* [Task details]:
Search the material for "while" and show all lines that contain it.

* [Extracted data]:
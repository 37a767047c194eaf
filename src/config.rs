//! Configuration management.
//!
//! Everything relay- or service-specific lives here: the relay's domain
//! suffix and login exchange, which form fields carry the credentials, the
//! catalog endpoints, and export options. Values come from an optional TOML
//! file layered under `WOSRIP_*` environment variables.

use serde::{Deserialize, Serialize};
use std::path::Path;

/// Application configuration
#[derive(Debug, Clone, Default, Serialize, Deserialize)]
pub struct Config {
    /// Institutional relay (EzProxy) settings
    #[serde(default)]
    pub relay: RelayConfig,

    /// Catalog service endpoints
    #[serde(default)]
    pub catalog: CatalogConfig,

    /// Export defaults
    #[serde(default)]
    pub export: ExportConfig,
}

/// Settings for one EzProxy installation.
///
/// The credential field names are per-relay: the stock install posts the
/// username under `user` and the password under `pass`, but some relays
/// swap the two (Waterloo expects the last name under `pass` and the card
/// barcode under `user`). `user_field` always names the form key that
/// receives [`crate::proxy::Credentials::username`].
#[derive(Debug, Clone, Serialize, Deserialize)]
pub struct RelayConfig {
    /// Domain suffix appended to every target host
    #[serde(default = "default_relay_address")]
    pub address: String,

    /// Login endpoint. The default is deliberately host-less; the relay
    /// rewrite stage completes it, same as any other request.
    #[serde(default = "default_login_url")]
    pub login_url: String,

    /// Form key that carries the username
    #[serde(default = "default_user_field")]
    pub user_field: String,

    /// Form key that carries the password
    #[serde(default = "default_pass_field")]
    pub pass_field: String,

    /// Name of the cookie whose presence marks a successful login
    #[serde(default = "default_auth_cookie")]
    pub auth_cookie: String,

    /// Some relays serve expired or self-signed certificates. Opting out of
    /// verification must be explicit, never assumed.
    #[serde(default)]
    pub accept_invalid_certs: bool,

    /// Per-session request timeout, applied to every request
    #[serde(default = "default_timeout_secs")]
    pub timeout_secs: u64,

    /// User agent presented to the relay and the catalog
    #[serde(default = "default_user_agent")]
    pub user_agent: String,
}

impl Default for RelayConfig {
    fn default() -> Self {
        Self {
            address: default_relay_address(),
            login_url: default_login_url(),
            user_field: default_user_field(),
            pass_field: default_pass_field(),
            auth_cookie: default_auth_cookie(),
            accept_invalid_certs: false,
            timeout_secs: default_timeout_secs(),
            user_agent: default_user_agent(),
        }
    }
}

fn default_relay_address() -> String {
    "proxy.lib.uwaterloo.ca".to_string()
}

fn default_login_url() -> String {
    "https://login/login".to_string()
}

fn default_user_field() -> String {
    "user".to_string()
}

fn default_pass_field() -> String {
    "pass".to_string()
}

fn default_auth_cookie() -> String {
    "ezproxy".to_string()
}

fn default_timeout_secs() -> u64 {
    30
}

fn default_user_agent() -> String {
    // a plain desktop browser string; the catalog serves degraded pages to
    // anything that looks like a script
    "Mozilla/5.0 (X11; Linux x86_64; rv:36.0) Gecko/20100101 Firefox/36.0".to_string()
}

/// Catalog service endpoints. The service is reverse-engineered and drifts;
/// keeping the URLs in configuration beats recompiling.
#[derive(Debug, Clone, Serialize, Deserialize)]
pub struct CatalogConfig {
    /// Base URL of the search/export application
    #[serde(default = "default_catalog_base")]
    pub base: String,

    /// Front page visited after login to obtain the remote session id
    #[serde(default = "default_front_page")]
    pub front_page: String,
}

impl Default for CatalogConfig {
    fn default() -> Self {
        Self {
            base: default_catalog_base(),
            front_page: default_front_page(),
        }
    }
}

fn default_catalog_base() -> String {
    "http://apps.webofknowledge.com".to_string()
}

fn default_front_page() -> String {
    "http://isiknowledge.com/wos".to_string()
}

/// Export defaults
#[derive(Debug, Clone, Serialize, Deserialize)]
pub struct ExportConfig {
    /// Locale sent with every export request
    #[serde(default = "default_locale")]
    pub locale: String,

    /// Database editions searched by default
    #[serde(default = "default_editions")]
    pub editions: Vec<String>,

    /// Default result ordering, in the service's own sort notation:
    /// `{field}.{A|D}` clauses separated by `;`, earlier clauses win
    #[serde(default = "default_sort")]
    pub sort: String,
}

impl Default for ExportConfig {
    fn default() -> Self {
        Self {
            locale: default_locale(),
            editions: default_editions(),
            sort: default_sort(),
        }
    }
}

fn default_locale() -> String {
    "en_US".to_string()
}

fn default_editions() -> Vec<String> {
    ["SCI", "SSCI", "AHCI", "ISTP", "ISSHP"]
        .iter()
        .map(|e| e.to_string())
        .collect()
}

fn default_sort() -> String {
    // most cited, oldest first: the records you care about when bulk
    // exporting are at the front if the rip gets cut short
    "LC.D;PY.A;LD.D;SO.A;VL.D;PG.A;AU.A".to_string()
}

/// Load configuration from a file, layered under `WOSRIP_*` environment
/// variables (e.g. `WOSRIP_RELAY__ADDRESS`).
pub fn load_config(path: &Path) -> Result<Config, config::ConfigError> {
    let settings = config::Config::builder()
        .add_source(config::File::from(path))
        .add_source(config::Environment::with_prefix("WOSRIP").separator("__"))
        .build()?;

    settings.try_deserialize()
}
==
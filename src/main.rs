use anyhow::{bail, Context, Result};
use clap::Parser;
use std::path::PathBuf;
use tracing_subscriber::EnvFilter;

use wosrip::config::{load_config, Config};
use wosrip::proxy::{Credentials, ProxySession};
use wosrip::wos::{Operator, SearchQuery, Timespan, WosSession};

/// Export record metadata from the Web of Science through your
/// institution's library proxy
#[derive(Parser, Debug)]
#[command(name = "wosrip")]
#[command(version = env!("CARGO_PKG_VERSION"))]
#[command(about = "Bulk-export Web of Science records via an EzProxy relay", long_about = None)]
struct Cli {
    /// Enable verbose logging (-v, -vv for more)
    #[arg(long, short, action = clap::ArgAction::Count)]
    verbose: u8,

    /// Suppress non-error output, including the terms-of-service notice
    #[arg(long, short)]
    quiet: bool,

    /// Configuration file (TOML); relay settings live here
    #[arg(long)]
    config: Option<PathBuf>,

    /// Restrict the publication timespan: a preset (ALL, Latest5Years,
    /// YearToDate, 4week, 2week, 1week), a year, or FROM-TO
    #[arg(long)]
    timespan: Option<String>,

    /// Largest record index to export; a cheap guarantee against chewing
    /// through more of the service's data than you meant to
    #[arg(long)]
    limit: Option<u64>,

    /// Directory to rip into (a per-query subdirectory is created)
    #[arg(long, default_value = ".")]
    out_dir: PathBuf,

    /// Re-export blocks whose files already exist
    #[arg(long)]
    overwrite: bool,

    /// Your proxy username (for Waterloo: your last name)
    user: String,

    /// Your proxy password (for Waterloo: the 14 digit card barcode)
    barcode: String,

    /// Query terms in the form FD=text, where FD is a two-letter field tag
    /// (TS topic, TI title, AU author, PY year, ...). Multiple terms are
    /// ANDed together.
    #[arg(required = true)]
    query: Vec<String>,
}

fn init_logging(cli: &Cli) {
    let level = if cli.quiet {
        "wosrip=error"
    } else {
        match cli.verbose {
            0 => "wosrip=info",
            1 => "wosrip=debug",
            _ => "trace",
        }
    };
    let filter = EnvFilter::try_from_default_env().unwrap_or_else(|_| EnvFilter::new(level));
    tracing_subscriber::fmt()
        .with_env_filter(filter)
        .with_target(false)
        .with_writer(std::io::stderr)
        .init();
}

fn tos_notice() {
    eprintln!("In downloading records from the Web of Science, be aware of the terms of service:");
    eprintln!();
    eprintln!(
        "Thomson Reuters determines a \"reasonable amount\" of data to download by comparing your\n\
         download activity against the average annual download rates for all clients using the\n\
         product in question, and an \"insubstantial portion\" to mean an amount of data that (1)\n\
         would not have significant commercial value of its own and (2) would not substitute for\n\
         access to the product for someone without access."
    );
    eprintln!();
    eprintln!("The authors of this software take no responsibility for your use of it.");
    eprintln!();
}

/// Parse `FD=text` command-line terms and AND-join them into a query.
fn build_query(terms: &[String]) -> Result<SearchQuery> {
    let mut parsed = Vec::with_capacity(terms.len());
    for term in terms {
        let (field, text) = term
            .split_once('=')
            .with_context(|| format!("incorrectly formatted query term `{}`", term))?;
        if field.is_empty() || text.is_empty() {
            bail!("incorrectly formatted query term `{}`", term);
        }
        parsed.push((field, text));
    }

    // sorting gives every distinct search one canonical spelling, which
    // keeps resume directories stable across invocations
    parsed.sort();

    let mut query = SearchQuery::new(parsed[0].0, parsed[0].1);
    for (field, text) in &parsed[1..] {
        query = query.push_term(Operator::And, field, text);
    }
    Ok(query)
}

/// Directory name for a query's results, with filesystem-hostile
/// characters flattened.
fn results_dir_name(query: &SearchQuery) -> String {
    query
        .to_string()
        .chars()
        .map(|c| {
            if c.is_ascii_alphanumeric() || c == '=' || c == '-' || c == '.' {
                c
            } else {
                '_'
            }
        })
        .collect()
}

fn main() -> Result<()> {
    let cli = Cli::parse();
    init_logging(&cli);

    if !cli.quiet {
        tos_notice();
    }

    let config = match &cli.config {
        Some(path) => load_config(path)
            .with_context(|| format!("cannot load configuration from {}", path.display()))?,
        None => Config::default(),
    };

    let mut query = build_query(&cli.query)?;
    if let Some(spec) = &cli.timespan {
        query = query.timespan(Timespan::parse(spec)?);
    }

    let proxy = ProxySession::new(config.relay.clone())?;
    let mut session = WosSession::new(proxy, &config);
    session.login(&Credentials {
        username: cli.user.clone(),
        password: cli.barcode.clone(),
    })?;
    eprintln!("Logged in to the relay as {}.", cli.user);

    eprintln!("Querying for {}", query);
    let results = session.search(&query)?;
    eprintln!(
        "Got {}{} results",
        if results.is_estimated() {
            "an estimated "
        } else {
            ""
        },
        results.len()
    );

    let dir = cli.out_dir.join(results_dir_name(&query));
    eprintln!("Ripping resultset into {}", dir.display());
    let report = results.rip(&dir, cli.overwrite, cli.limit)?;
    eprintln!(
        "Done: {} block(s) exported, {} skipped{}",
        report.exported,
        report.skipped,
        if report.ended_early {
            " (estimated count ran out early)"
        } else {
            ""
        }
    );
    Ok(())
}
==
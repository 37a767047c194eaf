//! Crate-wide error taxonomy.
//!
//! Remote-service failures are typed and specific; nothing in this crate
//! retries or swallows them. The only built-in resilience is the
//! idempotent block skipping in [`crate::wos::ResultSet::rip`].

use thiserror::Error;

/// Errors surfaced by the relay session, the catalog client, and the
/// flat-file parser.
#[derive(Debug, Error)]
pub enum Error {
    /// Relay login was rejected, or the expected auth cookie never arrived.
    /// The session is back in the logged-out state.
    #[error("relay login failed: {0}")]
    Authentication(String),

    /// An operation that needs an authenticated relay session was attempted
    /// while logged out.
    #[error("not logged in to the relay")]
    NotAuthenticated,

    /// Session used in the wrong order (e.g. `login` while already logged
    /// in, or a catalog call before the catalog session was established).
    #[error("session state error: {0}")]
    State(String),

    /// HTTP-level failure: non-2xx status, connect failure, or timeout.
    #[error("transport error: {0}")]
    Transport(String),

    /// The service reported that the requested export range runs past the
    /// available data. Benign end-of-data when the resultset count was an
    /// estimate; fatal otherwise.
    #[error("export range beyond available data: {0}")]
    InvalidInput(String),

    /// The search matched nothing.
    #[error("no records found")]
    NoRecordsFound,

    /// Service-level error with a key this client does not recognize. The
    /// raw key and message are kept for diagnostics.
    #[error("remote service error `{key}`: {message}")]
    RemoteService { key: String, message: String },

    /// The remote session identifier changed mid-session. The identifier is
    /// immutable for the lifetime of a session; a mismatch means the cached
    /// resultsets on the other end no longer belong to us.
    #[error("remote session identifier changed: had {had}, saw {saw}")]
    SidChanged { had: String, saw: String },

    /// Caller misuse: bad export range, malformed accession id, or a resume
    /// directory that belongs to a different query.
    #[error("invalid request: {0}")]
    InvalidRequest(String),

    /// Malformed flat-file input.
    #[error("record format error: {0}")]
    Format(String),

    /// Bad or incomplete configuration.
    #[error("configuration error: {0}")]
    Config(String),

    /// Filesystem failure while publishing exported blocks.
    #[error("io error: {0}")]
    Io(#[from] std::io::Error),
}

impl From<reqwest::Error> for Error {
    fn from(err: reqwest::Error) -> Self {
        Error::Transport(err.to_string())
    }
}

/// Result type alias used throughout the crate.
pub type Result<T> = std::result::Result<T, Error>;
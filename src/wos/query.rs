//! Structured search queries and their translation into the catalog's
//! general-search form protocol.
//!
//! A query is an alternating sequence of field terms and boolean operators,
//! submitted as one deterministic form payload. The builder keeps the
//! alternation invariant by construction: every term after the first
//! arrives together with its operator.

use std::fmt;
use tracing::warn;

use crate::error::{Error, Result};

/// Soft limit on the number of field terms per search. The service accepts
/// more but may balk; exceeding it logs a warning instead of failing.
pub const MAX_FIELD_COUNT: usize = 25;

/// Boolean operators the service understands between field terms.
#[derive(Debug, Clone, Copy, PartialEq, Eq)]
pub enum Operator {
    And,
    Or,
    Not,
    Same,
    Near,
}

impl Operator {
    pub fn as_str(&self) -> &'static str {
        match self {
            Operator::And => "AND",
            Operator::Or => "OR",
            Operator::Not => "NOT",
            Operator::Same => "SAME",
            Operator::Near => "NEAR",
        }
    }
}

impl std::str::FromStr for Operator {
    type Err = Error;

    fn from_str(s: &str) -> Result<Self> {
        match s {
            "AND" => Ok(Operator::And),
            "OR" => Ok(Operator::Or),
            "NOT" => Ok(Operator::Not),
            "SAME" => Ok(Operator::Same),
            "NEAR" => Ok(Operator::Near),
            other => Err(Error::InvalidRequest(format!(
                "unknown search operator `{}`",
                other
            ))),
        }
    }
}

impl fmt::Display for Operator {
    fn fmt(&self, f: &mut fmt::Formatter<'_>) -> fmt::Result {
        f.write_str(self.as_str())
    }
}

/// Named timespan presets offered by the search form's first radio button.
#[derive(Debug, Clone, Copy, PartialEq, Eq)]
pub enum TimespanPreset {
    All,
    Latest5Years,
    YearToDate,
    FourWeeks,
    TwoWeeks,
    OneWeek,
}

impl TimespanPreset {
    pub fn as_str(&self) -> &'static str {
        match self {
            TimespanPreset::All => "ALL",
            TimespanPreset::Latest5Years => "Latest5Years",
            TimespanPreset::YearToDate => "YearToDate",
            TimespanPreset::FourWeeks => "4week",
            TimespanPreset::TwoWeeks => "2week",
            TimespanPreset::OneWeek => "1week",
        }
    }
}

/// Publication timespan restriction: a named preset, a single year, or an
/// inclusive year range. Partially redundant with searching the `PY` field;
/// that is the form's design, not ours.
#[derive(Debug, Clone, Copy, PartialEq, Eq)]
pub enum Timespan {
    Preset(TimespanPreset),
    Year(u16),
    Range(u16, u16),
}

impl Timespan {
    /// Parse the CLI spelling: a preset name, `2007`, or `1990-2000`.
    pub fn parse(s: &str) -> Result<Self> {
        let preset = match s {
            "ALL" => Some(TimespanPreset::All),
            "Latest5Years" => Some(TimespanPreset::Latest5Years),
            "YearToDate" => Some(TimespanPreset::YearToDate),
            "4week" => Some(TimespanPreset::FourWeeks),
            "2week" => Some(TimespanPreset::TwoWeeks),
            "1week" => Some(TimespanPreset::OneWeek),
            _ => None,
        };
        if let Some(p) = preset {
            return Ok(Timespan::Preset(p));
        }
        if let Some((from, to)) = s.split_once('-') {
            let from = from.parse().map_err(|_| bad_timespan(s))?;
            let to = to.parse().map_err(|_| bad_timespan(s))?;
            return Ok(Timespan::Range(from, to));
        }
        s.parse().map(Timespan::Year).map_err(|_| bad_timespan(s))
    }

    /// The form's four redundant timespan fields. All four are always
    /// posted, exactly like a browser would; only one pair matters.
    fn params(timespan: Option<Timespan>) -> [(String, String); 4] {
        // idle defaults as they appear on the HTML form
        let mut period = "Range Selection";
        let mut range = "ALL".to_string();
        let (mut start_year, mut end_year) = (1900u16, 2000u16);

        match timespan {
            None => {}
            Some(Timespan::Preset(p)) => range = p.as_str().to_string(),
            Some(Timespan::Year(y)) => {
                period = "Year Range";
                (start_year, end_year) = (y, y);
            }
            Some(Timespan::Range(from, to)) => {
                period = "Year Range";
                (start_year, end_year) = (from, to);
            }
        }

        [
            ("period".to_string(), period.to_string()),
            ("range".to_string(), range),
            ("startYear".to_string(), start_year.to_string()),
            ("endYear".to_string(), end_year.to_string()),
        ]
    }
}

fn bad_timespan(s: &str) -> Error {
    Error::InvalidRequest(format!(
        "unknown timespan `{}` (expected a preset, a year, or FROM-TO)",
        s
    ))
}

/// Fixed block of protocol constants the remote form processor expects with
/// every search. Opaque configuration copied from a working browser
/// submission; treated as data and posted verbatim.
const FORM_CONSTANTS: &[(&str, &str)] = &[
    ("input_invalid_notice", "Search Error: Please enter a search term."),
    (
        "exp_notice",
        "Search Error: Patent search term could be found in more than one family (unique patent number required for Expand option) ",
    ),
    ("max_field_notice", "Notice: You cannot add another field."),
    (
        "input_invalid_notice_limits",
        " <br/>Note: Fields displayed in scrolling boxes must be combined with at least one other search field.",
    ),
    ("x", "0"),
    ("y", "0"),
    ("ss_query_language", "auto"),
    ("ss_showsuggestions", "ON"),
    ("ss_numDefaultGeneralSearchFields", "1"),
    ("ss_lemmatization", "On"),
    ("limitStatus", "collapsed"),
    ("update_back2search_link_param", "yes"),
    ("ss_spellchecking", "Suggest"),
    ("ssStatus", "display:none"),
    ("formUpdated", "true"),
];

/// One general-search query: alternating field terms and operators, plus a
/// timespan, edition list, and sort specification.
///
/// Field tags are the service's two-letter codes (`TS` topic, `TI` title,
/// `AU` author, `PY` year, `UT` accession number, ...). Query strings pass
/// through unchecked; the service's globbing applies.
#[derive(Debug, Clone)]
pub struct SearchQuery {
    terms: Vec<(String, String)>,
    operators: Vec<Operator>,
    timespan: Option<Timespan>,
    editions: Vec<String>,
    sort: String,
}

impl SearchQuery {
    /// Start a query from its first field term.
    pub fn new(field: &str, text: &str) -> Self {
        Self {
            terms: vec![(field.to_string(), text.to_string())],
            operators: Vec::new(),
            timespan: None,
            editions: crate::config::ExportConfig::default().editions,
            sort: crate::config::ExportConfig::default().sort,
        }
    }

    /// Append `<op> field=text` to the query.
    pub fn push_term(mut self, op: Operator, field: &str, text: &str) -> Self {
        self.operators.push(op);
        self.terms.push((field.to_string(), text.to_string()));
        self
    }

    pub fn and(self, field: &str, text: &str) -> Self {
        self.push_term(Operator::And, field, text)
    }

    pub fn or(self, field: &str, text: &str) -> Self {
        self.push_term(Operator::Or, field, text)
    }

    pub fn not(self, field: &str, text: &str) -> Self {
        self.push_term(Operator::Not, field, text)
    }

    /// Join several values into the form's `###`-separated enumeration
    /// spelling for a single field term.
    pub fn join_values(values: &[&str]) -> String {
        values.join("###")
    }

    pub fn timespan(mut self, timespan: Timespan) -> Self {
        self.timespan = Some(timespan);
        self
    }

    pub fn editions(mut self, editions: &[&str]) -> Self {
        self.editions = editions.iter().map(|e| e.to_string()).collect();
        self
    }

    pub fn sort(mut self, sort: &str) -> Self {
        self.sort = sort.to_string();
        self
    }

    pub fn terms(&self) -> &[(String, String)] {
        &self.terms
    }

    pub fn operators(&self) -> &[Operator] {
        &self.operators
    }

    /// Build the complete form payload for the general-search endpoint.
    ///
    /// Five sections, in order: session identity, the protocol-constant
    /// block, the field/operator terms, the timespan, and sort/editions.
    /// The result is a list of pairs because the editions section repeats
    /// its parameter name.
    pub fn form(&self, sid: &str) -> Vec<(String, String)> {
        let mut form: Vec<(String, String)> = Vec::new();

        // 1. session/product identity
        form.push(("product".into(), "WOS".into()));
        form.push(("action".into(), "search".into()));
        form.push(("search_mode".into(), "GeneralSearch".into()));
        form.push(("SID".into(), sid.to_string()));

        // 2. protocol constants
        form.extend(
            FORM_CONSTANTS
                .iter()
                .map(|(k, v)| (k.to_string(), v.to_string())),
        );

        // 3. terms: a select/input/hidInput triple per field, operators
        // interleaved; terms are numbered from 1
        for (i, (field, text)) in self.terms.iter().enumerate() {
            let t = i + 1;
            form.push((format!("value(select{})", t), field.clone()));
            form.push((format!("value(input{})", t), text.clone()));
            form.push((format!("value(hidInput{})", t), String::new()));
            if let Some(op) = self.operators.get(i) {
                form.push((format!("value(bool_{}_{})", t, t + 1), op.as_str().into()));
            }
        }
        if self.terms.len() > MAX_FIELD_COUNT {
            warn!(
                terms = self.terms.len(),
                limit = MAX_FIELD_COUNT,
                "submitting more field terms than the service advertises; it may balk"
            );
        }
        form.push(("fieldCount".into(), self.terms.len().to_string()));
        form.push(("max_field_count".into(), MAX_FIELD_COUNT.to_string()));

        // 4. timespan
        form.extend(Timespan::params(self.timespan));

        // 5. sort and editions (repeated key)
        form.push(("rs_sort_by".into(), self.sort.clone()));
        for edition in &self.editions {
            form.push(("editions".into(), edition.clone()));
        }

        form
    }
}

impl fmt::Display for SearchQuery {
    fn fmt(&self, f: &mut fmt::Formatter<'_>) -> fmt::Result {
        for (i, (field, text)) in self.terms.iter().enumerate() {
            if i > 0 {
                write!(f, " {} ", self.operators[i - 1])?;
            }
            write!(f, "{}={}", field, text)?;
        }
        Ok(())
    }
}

* [Response for this exercise]:
    /// while logged out.
    /// Session used in the wrong order (e.g. `login` while already logged
    /// Filesystem failure while publishing exported blocks.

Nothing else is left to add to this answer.